Every line containing the word "name" must be pulled from the records.

**DATASET ENTRIES:**
++++++++++++++++++++
// ============================================================================
// Tests
// ============================================================================

#[cfg(test)]
mod tests {
    use super::*;
    use tlink_core::{DependencyGraph, DependencyNode, Relation};

    fn event(begin: usize, end: usize) -> Span {
        Span::new(begin, end, "EVENT")
    }

    // "pain began . surgery followed . fever"
    fn three_sentence_doc() -> Document {
        Document::new("pain began . surgery followed . fever")
            .with_sentences(vec![
                Span::new(0, 12, "Sentence"),
                Span::new(13, 31, "Sentence"),
                Span::new(32, 37, "Sentence"),
            ])
            .with_mention(event(0, 4))
            .with_mention(event(5, 10))
            .with_mention(event(13, 20))
            .with_mention(event(21, 29))
            .with_mention(event(32, 37))
    }

    #[test]
    fn test_all_pairs_homogeneous() {
        let doc = three_sentence_doc();
        let pairs = AllPairs::new(ArgumentKinds::same("EVENT")).candidates(&doc, &doc.extent());
        assert_eq!(pairs.len(), 10);
        assert!(pairs.iter().all(|p| p.arg1 < p.arg2));
    }

    #[test]
    fn test_all_pairs_cross_kinds() {
        let doc = Document::new("pain on 1/1 and fever")
            .with_mention(event(0, 4))
            .with_mention(Span::new(8, 11, "TIMEX"))
            .with_mention(event(16, 21));
        let strategy = AllPairs::new(ArgumentKinds::new("EVENT", "TIMEX"));
        let pairs = strategy.candidates(&doc, &doc.extent());

        assert_eq!(pairs.len(), 2);
        assert!(pairs.iter().all(|p| p.arg1.kind == "EVENT" && p.arg2.kind == "TIMEX"));
    }

    #[test]
    fn test_non_canonical_mentions_are_skipped() {
        let doc = Document::new("pain began")
            .with_mention(event(0, 4))
            .with_mention(Span::subtype(0, 4, "EVENT"))
            .with_mention(event(5, 10));
        let pairs = AllPairs::new(ArgumentKinds::same("EVENT")).candidates(&doc, &doc.extent());
        assert_eq!(pairs, vec![CandidatePair::new(event(0, 4), event(5, 10))]);
    }

    #[test]
    fn test_adjacent_pairs() {
        let doc = Document::new("a b c")
            .with_mention(event(0, 1))
            .with_mention(event(2, 3))
            .with_mention(event(4, 5));
        let pairs =
            AdjacentPairs::new(ArgumentKinds::same("EVENT")).candidates(&doc, &doc.extent());
        assert_eq!(
            pairs,
            vec![
                CandidatePair::new(event(0, 1), event(2, 3)),
                CandidatePair::new(event(2, 3), event(4, 5)),
            ]
        );
    }

    #[test]
    fn test_adjacent_pairs_mixed_kinds() {
        // pain 1/1 fever cough
        let timex = Span::new(5, 8, "TIMEX");
        let doc = Document::new("pain 1/1 fever cough")
            .with_mention(event(0, 4))
            .with_mention(timex.clone())
            .with_mention(event(9, 14))
            .with_mention(event(15, 20));
        let pairs = AdjacentPairs::new(ArgumentKinds::new("EVENT", "TIMEX"))
            .candidates(&doc, &doc.extent());

        assert_eq!(
            pairs,
            vec![
                CandidatePair::new(event(0, 4), timex.clone()),
                CandidatePair::new(event(9, 14), timex),
            ]
        );
    }

    #[test]
    fn test_consecutive_units_first_and_last() {
        let doc = three_sentence_doc();
        let pairs =
            ConsecutiveUnits::new(ArgumentKinds::same("EVENT")).candidates(&doc, &doc.extent());

        // sentence 0 x sentence 1: 2 x 2 pairs; sentence 1 x sentence 2: 2 x 1 pairs
        assert_eq!(pairs.len(), 6);
        assert!(pairs.contains(&CandidatePair::new(event(0, 4), event(21, 29))));
        assert!(pairs.contains(&CandidatePair::new(event(21, 29), event(32, 37))));
        assert!(!pairs.contains(&CandidatePair::new(event(0, 4), event(32, 37))));
    }

    #[test]
    fn test_consecutive_units_inside_one_sentence_is_empty() {
        let doc = three_sentence_doc();
        let scope = doc.sentences[0].clone();
        let strategy = ConsecutiveUnits::new(ArgumentKinds::same("EVENT"));
        assert!(strategy.candidates(&doc, &scope).is_empty());
    }

    #[test]
    fn test_effective_scope_widens_for_consecutive_units() {
        let consecutive = ConsecutiveUnits::new(ArgumentKinds::same("EVENT"));
        assert_eq!(effective_scope(&consecutive, ScopeKind::Sentence), ScopeKind::Segment);
        assert_eq!(effective_scope(&consecutive, ScopeKind::Document), ScopeKind::Document);

        let adjacent = AdjacentPairs::new(ArgumentKinds::same("EVENT"));
        assert_eq!(effective_scope(&adjacent, ScopeKind::Sentence), ScopeKind::Sentence);

        let filtered = DependencyFiltered::new(Box::new(consecutive));
        assert_eq!(effective_scope(&filtered, ScopeKind::Sentence), ScopeKind::Segment);
    }

    #[test]
    fn test_container_shadowing() {
        // m1 C1 m2 C2 m3
        let doc = Document::new("m1 C1 m2 C2 m3")
            .with_mention(event(0, 2))
            .with_mention(Span::new(3, 5, "TIMEX"))
            .with_mention(event(6, 8))
            .with_mention(Span::new(9, 11, "TIMEX"))
            .with_mention(event(12, 14));
        let strategy = ContainerPairs::of_kind("EVENT", "TIMEX");
        let pairs = strategy.candidates(&doc, &doc.extent());

        let c1 = Span::new(3, 5, "TIMEX");
        let c2 = Span::new(9, 11, "TIMEX");
        assert_eq!(pairs.len(), 4);
        assert!(pairs.contains(&CandidatePair::new(c1.clone(), event(0, 2))));
        assert!(pairs.contains(&CandidatePair::new(c1, event(6, 8))));
        assert!(pairs.contains(&CandidatePair::new(c2.clone(), event(6, 8))));
        assert!(pairs.contains(&CandidatePair::new(c2, event(12, 14))));
    }

    #[test]
    fn test_gold_containers_leave_member_pool() {
        let (surgery, bleeding, fever) = (event(0, 7), event(12, 20), event(25, 30));
        let doc = Document::new("surgery with bleeding and fever")
            .with_mention(surgery.clone())
            .with_mention(bleeding.clone())
            .with_mention(fever.clone())
            .with_relation(Relation::new("CONTAINS", surgery.clone(), bleeding.clone()));

        let strategy = ContainerPairs::from_gold("EVENT", "CONTAINS", "-1");
        let pairs = strategy.candidates(&doc, &doc.extent());

        assert_eq!(
            pairs,
            vec![
                CandidatePair::new(surgery.clone(), bleeding),
                CandidatePair::new(surgery, fever),
            ]
        );
    }

    #[test]
    fn test_no_containers_no_pairs() {
        let doc = three_sentence_doc();
        let strategy = ContainerPairs::from_gold("EVENT", "CONTAINS", "-1");
        assert!(strategy.candidates(&doc, &doc.extent()).is_empty());
    }

    #[test]
    fn test_dependency_filter() {
        // "pain began after surgery . fever"
        let graph = DependencyGraph::new(vec![
            DependencyNode::new(0, 4, Some(1)),
            DependencyNode::new(5, 10, None),
            DependencyNode::new(11, 16, Some(1)),
            DependencyNode::new(17, 24, Some(2)),
            DependencyNode::new(27, 32, None),
        ]);
        let doc = Document::new("pain began after surgery . fever")
            .with_mention(event(0, 4))
            .with_mention(event(5, 10))
            .with_mention(event(17, 24))
            .with_mention(event(27, 32))
            .with_dependencies(graph);

        let inner = Box::new(AllPairs::new(ArgumentKinds::same("EVENT")));
        let pairs = DependencyFiltered::new(inner).candidates(&doc, &doc.extent());
        // fever is a separate tree
        assert_eq!(pairs.len(), 3);

        let inner = Box::new(AllPairs::new(ArgumentKinds::same("EVENT")));
        let governed = DependencyFiltered::new(inner)
            .with_governance(true)
            .candidates(&doc, &doc.extent());
        // pain/surgery meet at "began", which is neither argument
        assert_eq!(governed.len(), 2);
        assert!(!governed.contains(&CandidatePair::new(event(0, 4), event(17, 24))));
    }

    #[test]
    fn test_dependency_filter_without_parse_passes_through() {
        let doc = three_sentence_doc();
        let inner = Box::new(AdjacentPairs::new(ArgumentKinds::same("EVENT")));
        let pairs = DependencyFiltered::new(inner).candidates(&doc, &doc.extent());
        assert_eq!(pairs.len(), 4);
    }

    #[test]
    fn test_finalize_drops_reverse_duplicates() {
        let (a, b) = (event(0, 1), event(2, 3));
        let pairs = finalize_pairs(vec![
            CandidatePair::new(a.clone(), b.clone()),
            CandidatePair::new(b.clone(), a.clone()),
            CandidatePair::new(a.clone(), a.clone()),
        ]);
        assert_eq!(pairs, vec![CandidatePair::new(a, b)]);
    }

    #[test]
    fn test_strategy_kind_parse() {
        assert_eq!(StrategyKind::from_str("Adjacent"), Some(StrategyKind::Adjacent));
        assert_eq!(StrategyKind::from_str("all-pairs"), Some(StrategyKind::All));
        assert_eq!(StrategyKind::Container.to_string(), "container");
        assert!(StrategyKind::from_str("random").is_none());
    }

    #[test]
    fn test_strategy_kind_build() {
        let doc = three_sentence_doc();
        let relations = RelationConfig::default();
        let strategy = StrategyKind::Adjacent.build(ArgumentKinds::same("EVENT"), &relations);
        assert_eq!(strategy.name(), "adjacent");
        assert_eq!(strategy.candidates(&doc, &doc.extent()).len(), 4);

        let strategy = StrategyKind::Dependency.build(ArgumentKinds::same("EVENT"), &relations);
        assert_eq!(strategy.name(), "dependency");
    }
}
++++++++++++++++++++
**ANSWER TO THIS EXERCISE:**
        assert_eq!(strategy.name(), "adjacent");
        assert_eq!(strategy.name(), "dependency");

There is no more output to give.